***** THE DATA

use std::fmt;
use std::io::Write;
use std::str::FromStr;

use chrono::{NaiveDate, NaiveDateTime};
use diesel::deserialize::{self, FromSql, FromSqlRow};
use diesel::expression::AsExpression;
use diesel::pg::{Pg, PgValue};
use diesel::prelude::*;
use diesel::serialize::{self, IsNull, Output, ToSql};
use diesel::sql_types::Text;
use serde::{Deserialize, Serialize};
use uuid::Uuid;

use crate::schema::*;

#[derive(Debug, Clone, PartialEq, Eq)]
pub struct UnknownVariant(pub String);

impl fmt::Display for UnknownVariant {
    fn fmt(&self, f: &mut fmt::Formatter<'_>) -> fmt::Result {
        write!(f, "unknown value `{}`", self.0)
    }
}

impl std::error::Error for UnknownVariant {}

macro_rules! text_column_enum {
    ($ty:ty) => {
        impl ToSql<Text, Pg> for $ty {
            fn to_sql<'b>(&'b self, out: &mut Output<'b, '_, Pg>) -> serialize::Result {
                out.write_all(self.as_str().as_bytes())?;
                Ok(IsNull::No)
            }
        }

        impl FromSql<Text, Pg> for $ty {
            fn from_sql(bytes: PgValue<'_>) -> deserialize::Result<Self> {
                let raw = std::str::from_utf8(bytes.as_bytes())?;
                Ok(raw.parse::<$ty>()?)
            }
        }

        impl fmt::Display for $ty {
            fn fmt(&self, f: &mut fmt::Formatter<'_>) -> fmt::Result {
                f.write_str(self.as_str())
            }
        }
    };
}

#[derive(
    Debug, Clone, Copy, PartialEq, Eq, Hash, Default, Serialize, Deserialize, AsExpression, FromSqlRow,
)]
#[diesel(sql_type = Text)]
#[serde(rename_all = "snake_case")]
pub enum JobStatus {
    #[default]
    Pending,
    OnWay,
    OnSite,
    PickedUp,
    Delivered,
}

impl JobStatus {
    pub const ALL: [JobStatus; 5] = [
        JobStatus::Pending,
        JobStatus::OnWay,
        JobStatus::OnSite,
        JobStatus::PickedUp,
        JobStatus::Delivered,
    ];

    pub fn as_str(&self) -> &'static str {
        match self {
            JobStatus::Pending => "pending",
            JobStatus::OnWay => "on_way",
            JobStatus::OnSite => "on_site",
            JobStatus::PickedUp => "picked_up",
            JobStatus::Delivered => "delivered",
        }
    }

    pub fn is_active(&self) -> bool {
        matches!(self, JobStatus::OnWay | JobStatus::OnSite)
    }
}

impl FromStr for JobStatus {
    type Err = UnknownVariant;

    fn from_str(value: &str) -> Result<Self, Self::Err> {
        JobStatus::ALL
            .into_iter()
            .find(|status| status.as_str() == value)
            .ok_or_else(|| UnknownVariant(value.to_string()))
    }
}

text_column_enum!(JobStatus);

#[derive(
    Debug, Clone, Copy, PartialEq, Eq, Hash, Default, Serialize, Deserialize, AsExpression, FromSqlRow,
)]
#[diesel(sql_type = Text)]
#[serde(rename_all = "snake_case")]
pub enum Role {
    Admin,
    #[default]
    Employee,
}

impl Role {
    pub fn as_str(&self) -> &'static str {
        match self {
            Role::Admin => "admin",
            Role::Employee => "employee",
        }
    }
}

impl FromStr for Role {
    type Err = UnknownVariant;

    fn from_str(value: &str) -> Result<Self, Self::Err> {
        match value {
            "admin" => Ok(Role::Admin),
            "employee" => Ok(Role::Employee),
            other => Err(UnknownVariant(other.to_string())),
        }
    }
}

text_column_enum!(Role);

#[derive(
    Debug, Clone, Copy, PartialEq, Eq, Hash, Default, Serialize, Deserialize, AsExpression, FromSqlRow,
)]
#[diesel(sql_type = Text)]
#[serde(rename_all = "snake_case")]
pub enum ProfileStatus {
    #[default]
    Pending,
    Active,
}

impl ProfileStatus {
    pub fn as_str(&self) -> &'static str {
        match self {
            ProfileStatus::Pending => "pending",
            ProfileStatus::Active => "active",
        }
    }
}

impl FromStr for ProfileStatus {
    type Err = UnknownVariant;

    fn from_str(value: &str) -> Result<Self, Self::Err> {
        match value {
            "pending" => Ok(ProfileStatus::Pending),
            "active" => Ok(ProfileStatus::Active),
            other => Err(UnknownVariant(other.to_string())),
        }
    }
}

text_column_enum!(ProfileStatus);

#[derive(Debug, Clone, PartialEq, Queryable, Identifiable, Serialize, Deserialize)]
#[diesel(table_name = profiles)]
pub struct Profile {
    pub id: Uuid,
    pub full_name: String,
    pub email: Option<String>,
    pub contact_number: Option<String>,
    pub role: Role,
    pub status: ProfileStatus,
    pub created_at: NaiveDateTime,
    pub updated_at: NaiveDateTime,
}

#[derive(Debug, Clone, PartialEq, Queryable, Identifiable, Serialize, Deserialize)]
#[diesel(table_name = jobs)]
pub struct Job {
    pub id: Uuid,
    pub job_date: NaiveDate,
    pub lot_number: Option<String>,
    pub company_name: Option<String>,
    pub address: Option<String>,
    pub assets: Option<String>,
    pub comments: Option<String>,
    pub contact_name: Option<String>,
    pub contact_detail: Option<String>,
    pub status: JobStatus,
    pub last_updated_by: Option<Uuid>,
    pub created_by: Option<Uuid>,
    pub created_at: NaiveDateTime,
    pub updated_at: NaiveDateTime,
}

#[derive(Debug, Clone, Insertable)]
#[diesel(table_name = jobs)]
pub struct NewJob {
    pub id: Uuid,
    pub job_date: NaiveDate,
    pub lot_number: Option<String>,
    pub company_name: Option<String>,
    pub address: Option<String>,
    pub assets: Option<String>,
    pub comments: Option<String>,
    pub contact_name: Option<String>,
    pub contact_detail: Option<String>,
    pub status: JobStatus,
    pub created_by: Option<Uuid>,
}

#[derive(Debug, Clone, PartialEq, Queryable, Associations, Serialize, Deserialize)]
#[diesel(table_name = job_assignments)]
#[diesel(belongs_to(Job))]
#[diesel(belongs_to(Profile, foreign_key = user_id))]
#[diesel(primary_key(job_id, user_id))]
pub struct Assignment {
    pub job_id: Uuid,
    pub user_id: Uuid,
    pub status: JobStatus,
    pub assigned_at: NaiveDateTime,
}

#[derive(Debug, Insertable)]
#[diesel(table_name = job_assignments)]
pub struct NewAssignment {
    pub job_id: Uuid,
    pub user_id: Uuid,
    pub status: JobStatus,
}

#[derive(Debug, Clone, Queryable, Identifiable, Associations)]
#[diesel(table_name = push_subscriptions)]
#[diesel(belongs_to(Profile, foreign_key = user_id))]
pub struct PushSubscription {
    pub id: Uuid,
    pub user_id: Uuid,
    pub endpoint: String,
    pub p256dh: String,
    pub auth: String,
    pub user_agent: Option<String>,
    pub created_at: NaiveDateTime,
}

#[derive(Debug, Clone, Insertable)]
#[diesel(table_name = push_subscriptions)]
pub struct NewPushSubscription {
    pub id: Uuid,
    pub user_id: Uuid,
    pub endpoint: String,
    pub p256dh: String,
    pub auth: String,
    pub user_agent: Option<String>,
}

#[derive(Debug, Clone, Queryable, Identifiable)]
#[diesel(table_name = dashboard_shares)]
pub struct DashboardShare {
    pub id: Uuid,
    pub name: String,
    pub token_hash: String,
    pub created_by: Option<Uuid>,
    pub expires_at: NaiveDateTime,
    pub created_at: NaiveDateTime,
}

#[derive(Debug, Clone, Insertable)]
#[diesel(table_name = dashboard_shares)]
pub struct NewDashboardShare {
    pub id: Uuid,
    pub name: String,
    pub token_hash: String,
    pub created_by: Option<Uuid>,
    pub expires_at: NaiveDateTime,
}

#[derive(Debug, Clone, Queryable, Identifiable)]
#[diesel(table_name = job_import_batches)]
pub struct ImportBatch {
    pub id: Uuid,
    pub source_type: String,
    pub raw_text: String,
    pub created_by: Option<Uuid>,
    pub created_at: NaiveDateTime,
}

#[derive(Debug, Clone, Insertable)]
#[diesel(table_name = job_import_batches)]
pub struct NewImportBatch {
    pub id: Uuid,
    pub source_type: String,
    pub raw_text: String,
    pub created_by: Option<Uuid>,
}

#[derive(Debug, Clone, Queryable, Identifiable, Associations)]
#[diesel(table_name = job_import_rows)]
#[diesel(belongs_to(ImportBatch, foreign_key = batch_id))]
pub struct ImportRow {
    pub id: Uuid,
    pub batch_id: Uuid,
    pub extracted: serde_json::Value,
    pub is_selected: bool,
    pub created_at: NaiveDateTime,
}

#[derive(Debug, Clone, Insertable)]
#[diesel(table_name = job_import_rows)]
pub struct NewImportRow {
    pub id: Uuid,
    pub batch_id: Uuid,
    pub extracted: serde_json::Value,
    pub is_selected: bool,
}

**********

Each line of the data that holds "impl" should be copied.

→ COMPLETED EXERCISE
impl fmt::Display for UnknownVariant {
impl std::error::Error for UnknownVariant {}
        impl ToSql<Text, Pg> for $ty {
        impl FromSql<Text, Pg> for $ty {
        impl fmt::Display for $ty {
impl JobStatus {
impl FromStr for JobStatus {
impl Role {
impl FromStr for Role {
impl ProfileStatus {
impl FromStr for ProfileStatus {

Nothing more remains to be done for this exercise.